Corporate finance also includes within its scope business valuation, stock investing, or investment management. An investment is an acquisition of an asset in the hope that it will maintain or increase its value over time that will in hope give back a higher rate of return when it comes to disbursing dividends. In investment management – in choosing a portfolio – one has to use financial analysis to determine what, how much and when to invest. To do this, a company must:

  • Identify relevant objectives and constraints: institution or individual goals, time horizon, risk aversion and tax considerations;
  • Identify the appropriate strategy: active versus passive hedging strategy
  • Measure the portfolio performance

Financial management overlaps with the financial function of the accounting profession. However, financial accounting is the reporting of historical financial information, while financial management is concerned with the allocation of capital resources to increase a firm’s value to the shareholders and increase their rate of return on the investments.

Financial risk management, an element of corporate finance, is the practice of creating and protecting economic value in a firm by using financial instruments to manage exposure to risk, particularly credit risk and market risk. (Other risk types include foreign exchange, shape, volatility, sector, liquidity, inflation risks, etc.) It focuses on when and how to hedge using financial instruments; in this sense it overlaps with financial engineering. Similar to general risk management, financial risk management requires identifying its sources, measuring it (see: Risk measure: Well known risk measures), and formulating plans to address these, and can be qualitative and quantitative. In the banking sector worldwide, the Basel Accords are generally adopted by internationally active banks for tracking, reporting and exposing operational, credit and market risks.
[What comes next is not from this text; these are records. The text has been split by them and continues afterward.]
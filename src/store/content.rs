//! Canonical content rows and relation tables
//!
//! `ContentStore` is the persistence boundary of the sync pipeline. Its
//! `insert` treats "check whether this identity exists, else create it" as
//! one atomic step per identity, so two stages racing to save the same
//! digest can never both create a row; the loser adopts the winner's id.
//! Relation writes are idempotent upserts, never read-then-write.

use std::collections::{BTreeSet, HashMap};

use async_trait::async_trait;
use tokio::sync::Mutex;
use uuid::Uuid;

use crate::error::{MirrorError, Result};
use crate::model::{ContentData, ContentKey, ContentKind};

pub type ContentId = Uuid;

/// A content object as persisted, identified by a surrogate id and keyed by
/// its digest or name.
#[derive(Debug, Clone)]
pub struct ContentRecord {
    pub id: ContentId,
    pub data: ContentData,
}

impl ContentRecord {
    pub fn new(data: ContentData) -> Self {
        Self {
            id: Uuid::new_v4(),
            data,
        }
    }

    pub fn key(&self) -> ContentKey {
        self.data.key()
    }
}

/// Result of an insert attempt.
#[derive(Debug, Clone, Copy, PartialEq, Eq)]
pub enum SaveOutcome {
    /// The row was created; this identity was new.
    Created(ContentId),
    /// A row with this identity already existed; its id is returned and the
    /// attempted record is discarded.
    Existing(ContentId),
}

impl SaveOutcome {
    pub fn id(&self) -> ContentId {
        match self {
            SaveOutcome::Created(id) | SaveOutcome::Existing(id) => *id,
        }
    }
}

#[async_trait]
pub trait ContentStore: Send + Sync {
    /// Atomically create the row for `record`'s identity, or report the
    /// existing one.
    async fn insert(&self, record: ContentRecord) -> Result<SaveOutcome>;

    async fn get(&self, key: &ContentKey) -> Result<Option<ContentRecord>>;

    /// Upsert a manifest-to-layer-blob relation. Returns false when the
    /// edge already existed.
    async fn add_manifest_layer(&self, manifest: ContentId, blob: ContentId) -> Result<bool>;

    /// Upsert a manifest-list-to-manifest relation. Returns false when the
    /// edge already existed.
    async fn add_list_manifest(&self, list: ContentId, manifest: ContentId) -> Result<bool>;

    /// Point a tag at its image manifest. A tag resolves to exactly one of
    /// manifest or manifest list; violating that is a store error.
    async fn set_tag_manifest(&self, tag: ContentId, manifest: ContentId) -> Result<()>;

    /// Point a tag at its manifest list, under the same exclusivity rule.
    async fn set_tag_manifest_list(&self, tag: ContentId, list: ContentId) -> Result<()>;

    /// Point a manifest at its config blob.
    async fn set_manifest_config(&self, manifest: ContentId, blob: ContentId) -> Result<()>;
}

#[derive(Debug, Default)]
struct Tables {
    rows: HashMap<ContentId, ContentRecord>,
    by_key: HashMap<ContentKey, ContentId>,
    manifest_layers: BTreeSet<(ContentId, ContentId)>,
    list_manifests: BTreeSet<(ContentId, ContentId)>,
    tag_manifest: HashMap<ContentId, ContentId>,
    tag_manifest_list: HashMap<ContentId, ContentId>,
    manifest_config: HashMap<ContentId, ContentId>,
}

impl Tables {
    fn expect_kind(&self, id: ContentId, kind: ContentKind) -> Result<()> {
        match self.rows.get(&id) {
            Some(record) if record.data.kind() == kind => Ok(()),
            Some(record) => Err(MirrorError::Store(format!(
                "expected a {} row, found {} ({})",
                kind,
                record.data.kind(),
                id
            ))),
            None => Err(MirrorError::Store(format!("no content row with id {}", id))),
        }
    }

    /// Set `map[from] = to`, tolerating an identical existing value.
    fn set_reference(
        map: &mut HashMap<ContentId, ContentId>,
        from: ContentId,
        to: ContentId,
        what: &str,
    ) -> Result<()> {
        match map.get(&from) {
            Some(existing) if *existing == to => Ok(()),
            Some(existing) => Err(MirrorError::Store(format!(
                "{} already set to {}, refusing to repoint to {}",
                what, existing, to
            ))),
            None => {
                map.insert(from, to);
                Ok(())
            }
        }
    }
}

/// In-process `ContentStore`. One mutex over all tables serializes the
/// check-and-insert step, which is the mutual exclusion the dedupe contract
/// requires; a SQL implementation would use uniqueness constraints with
/// conflict handling instead.
#[derive(Debug, Default)]
pub struct MemoryStore {
    tables: Mutex<Tables>,
}

impl MemoryStore {
    pub fn new() -> Self {
        Self::default()
    }

    pub async fn len(&self) -> usize {
        self.tables.lock().await.rows.len()
    }

    pub async fn is_empty(&self) -> bool {
        self.tables.lock().await.rows.is_empty()
    }

    pub async fn count_kind(&self, kind: ContentKind) -> usize {
        let tables = self.tables.lock().await;
        tables
            .rows
            .values()
            .filter(|record| record.data.kind() == kind)
            .count()
    }

    pub async fn manifest_layers(&self) -> Vec<(ContentId, ContentId)> {
        self.tables
            .lock()
            .await
            .manifest_layers
            .iter()
            .copied()
            .collect()
    }

    pub async fn list_manifests(&self) -> Vec<(ContentId, ContentId)> {
        self.tables
            .lock()
            .await
            .list_manifests
            .iter()
            .copied()
            .collect()
    }

    /// The (manifest, manifest list) references of a tag, in that order.
    pub async fn tag_references(&self, tag: ContentId) -> (Option<ContentId>, Option<ContentId>) {
        let tables = self.tables.lock().await;
        (
            tables.tag_manifest.get(&tag).copied(),
            tables.tag_manifest_list.get(&tag).copied(),
        )
    }

    pub async fn manifest_config(&self, manifest: ContentId) -> Option<ContentId> {
        self.tables
            .lock()
            .await
            .manifest_config
            .get(&manifest)
            .copied()
    }
}

#[async_trait]
impl ContentStore for MemoryStore {
    async fn insert(&self, record: ContentRecord) -> Result<SaveOutcome> {
        let mut tables = self.tables.lock().await;
        let key = record.key();
        if let Some(existing) = tables.by_key.get(&key) {
            return Ok(SaveOutcome::Existing(*existing));
        }
        let id = record.id;
        tables.by_key.insert(key, id);
        tables.rows.insert(id, record);
        Ok(SaveOutcome::Created(id))
    }

    async fn get(&self, key: &ContentKey) -> Result<Option<ContentRecord>> {
        let tables = self.tables.lock().await;
        Ok(tables
            .by_key
            .get(key)
            .and_then(|id| tables.rows.get(id))
            .cloned())
    }

    async fn add_manifest_layer(&self, manifest: ContentId, blob: ContentId) -> Result<bool> {
        let mut tables = self.tables.lock().await;
        tables.expect_kind(manifest, ContentKind::Manifest)?;
        tables.expect_kind(blob, ContentKind::Blob)?;
        Ok(tables.manifest_layers.insert((manifest, blob)))
    }

    async fn add_list_manifest(&self, list: ContentId, manifest: ContentId) -> Result<bool> {
        let mut tables = self.tables.lock().await;
        tables.expect_kind(list, ContentKind::ManifestList)?;
        tables.expect_kind(manifest, ContentKind::Manifest)?;
        Ok(tables.list_manifests.insert((list, manifest)))
    }

    async fn set_tag_manifest(&self, tag: ContentId, manifest: ContentId) -> Result<()> {
        let mut tables = self.tables.lock().await;
        tables.expect_kind(tag, ContentKind::Tag)?;
        tables.expect_kind(manifest, ContentKind::Manifest)?;
        if tables.tag_manifest_list.contains_key(&tag) {
            return Err(MirrorError::Store(format!(
                "tag {} already points at a manifest list",
                tag
            )));
        }
        Tables::set_reference(&mut tables.tag_manifest, tag, manifest, "tag manifest")
    }

    async fn set_tag_manifest_list(&self, tag: ContentId, list: ContentId) -> Result<()> {
        let mut tables = self.tables.lock().await;
        tables.expect_kind(tag, ContentKind::Tag)?;
        tables.expect_kind(list, ContentKind::ManifestList)?;
        if tables.tag_manifest.contains_key(&tag) {
            return Err(MirrorError::Store(format!(
                "tag {} already points at a manifest",
                tag
            )));
        }
        Tables::set_reference(&mut tables.tag_manifest_list, tag, list, "tag manifest list")
    }

    async fn set_manifest_config(&self, manifest: ContentId, blob: ContentId) -> Result<()> {
        let mut tables = self.tables.lock().await;
        tables.expect_kind(manifest, ContentKind::Manifest)?;
        tables.expect_kind(blob, ContentKind::Blob)?;
        Tables::set_reference(&mut tables.manifest_config, manifest, blob, "manifest config")
    }
}

#[cfg(test)]
mod tests {
    use std::sync::Arc;

    use super::*;
    use crate::model::{ImageManifest, ManifestBlob, Tag};

    fn blob(digest: &str) -> ContentData {
        ContentData::Blob(ManifestBlob {
            digest: digest.to_string(),
            media_type: "application/vnd.docker.image.rootfs.diff.tar.gzip".to_string(),
        })
    }

    fn manifest(digest: &str) -> ContentData {
        ContentData::Manifest(ImageManifest {
            digest: digest.to_string(),
            schema_version: 2,
            media_type: crate::model::media_type::MANIFEST_V2.to_string(),
        })
    }

    #[tokio::test]
    async fn insert_is_idempotent_per_identity() {
        let store = MemoryStore::new();
        let first = store.insert(ContentRecord::new(blob("sha256:d"))).await.unwrap();
        let second = store.insert(ContentRecord::new(blob("sha256:d"))).await.unwrap();

        let SaveOutcome::Created(winner) = first else {
            panic!("first insert must create");
        };
        assert_eq!(second, SaveOutcome::Existing(winner));
        assert_eq!(store.len().await, 1);
    }

    #[tokio::test]
    async fn concurrent_inserts_of_one_digest_create_one_row() {
        let store = Arc::new(MemoryStore::new());
        let mut handles = Vec::new();
        for _ in 0..16 {
            let store = store.clone();
            handles.push(tokio::spawn(async move {
                store.insert(ContentRecord::new(blob("sha256:shared"))).await
            }));
        }

        let mut created = 0;
        let mut ids = BTreeSet::new();
        for handle in handles {
            match handle.await.unwrap().unwrap() {
                SaveOutcome::Created(id) => {
                    created += 1;
                    ids.insert(id);
                }
                SaveOutcome::Existing(id) => {
                    ids.insert(id);
                }
            }
        }

        assert_eq!(created, 1);
        assert_eq!(ids.len(), 1);
        assert_eq!(store.len().await, 1);
    }

    #[tokio::test]
    async fn relation_upserts_do_not_duplicate_edges() {
        let store = MemoryStore::new();
        let man = store.insert(ContentRecord::new(manifest("sha256:m"))).await.unwrap().id();
        let layer = store.insert(ContentRecord::new(blob("sha256:l"))).await.unwrap().id();

        assert!(store.add_manifest_layer(man, layer).await.unwrap());
        assert!(!store.add_manifest_layer(man, layer).await.unwrap());
        assert_eq!(store.manifest_layers().await.len(), 1);
    }

    #[tokio::test]
    async fn tag_references_are_mutually_exclusive() {
        let store = MemoryStore::new();
        let tag = store
            .insert(ContentRecord::new(ContentData::Tag(Tag {
                name: "latest".to_string(),
            })))
            .await
            .unwrap()
            .id();
        let man = store.insert(ContentRecord::new(manifest("sha256:m"))).await.unwrap().id();

        store.set_tag_manifest(tag, man).await.unwrap();
        // Same value again is a no-op.
        store.set_tag_manifest(tag, man).await.unwrap();

        let list_id = store
            .insert(ContentRecord::new(ContentData::ManifestList(
                crate::model::ManifestList {
                    digest: "sha256:ml".to_string(),
                    schema_version: 2,
                    media_type: crate::model::media_type::MANIFEST_LIST.to_string(),
                },
            )))
            .await
            .unwrap()
            .id();
        assert!(store.set_tag_manifest_list(tag, list_id).await.is_err());
    }

    #[tokio::test]
    async fn relation_endpoints_must_have_the_right_kind() {
        let store = MemoryStore::new();
        let a = store.insert(ContentRecord::new(blob("sha256:a"))).await.unwrap().id();
        let b = store.insert(ContentRecord::new(blob("sha256:b"))).await.unwrap().id();
        assert!(store.add_manifest_layer(a, b).await.is_err());
    }
}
Accounting or accountancy is the measurement, processing and communication of financial information about economic entities. The modern field was established by the Italian mathematician Luca Pacioli, in 1494. Accounting, which has been called the “language of business”, measures the results of an organization’s economic activities and conveys this information to a variety of users including investors, creditors, management, and regulators. Practitioners of accounting are known as accountants. The terms accounting and financial reporting are often used as synonyms.

Accounting can be divided into several fields including financial accounting, management accounting, auditing, and tax accounting. Accounting information systems are designed to support accounting functions and related activities. Financial accounting focuses on the reporting of an organization’s financial information, including the preparation of financial statements, to external users of the information, such as investors, regulators and suppliers; and management accounting focuses on the measurement, analysis and reporting of information for internal use by management. The recording of financial transactions, so that summaries of the financials may be presented in financial reports, is known as bookkeeping, of which double-entry bookkeeping is the most common system.

Accounting is facilitated by accounting organizations such as standard-setters, accounting firms and professional bodies. Financial statements are usually audited by accounting firms, and are prepared in accordance with generally accepted accounting principles (GAAP). GAAP is set by various standard-setting organizations such as the Financial Accounting Standards Board (FASB) in the United States[1] and the Financial Reporting Council in the United Kingdom. As of 2012, “all major economies” have plans to converge towards or adopt the International Financial Reporting Standards (IFRS).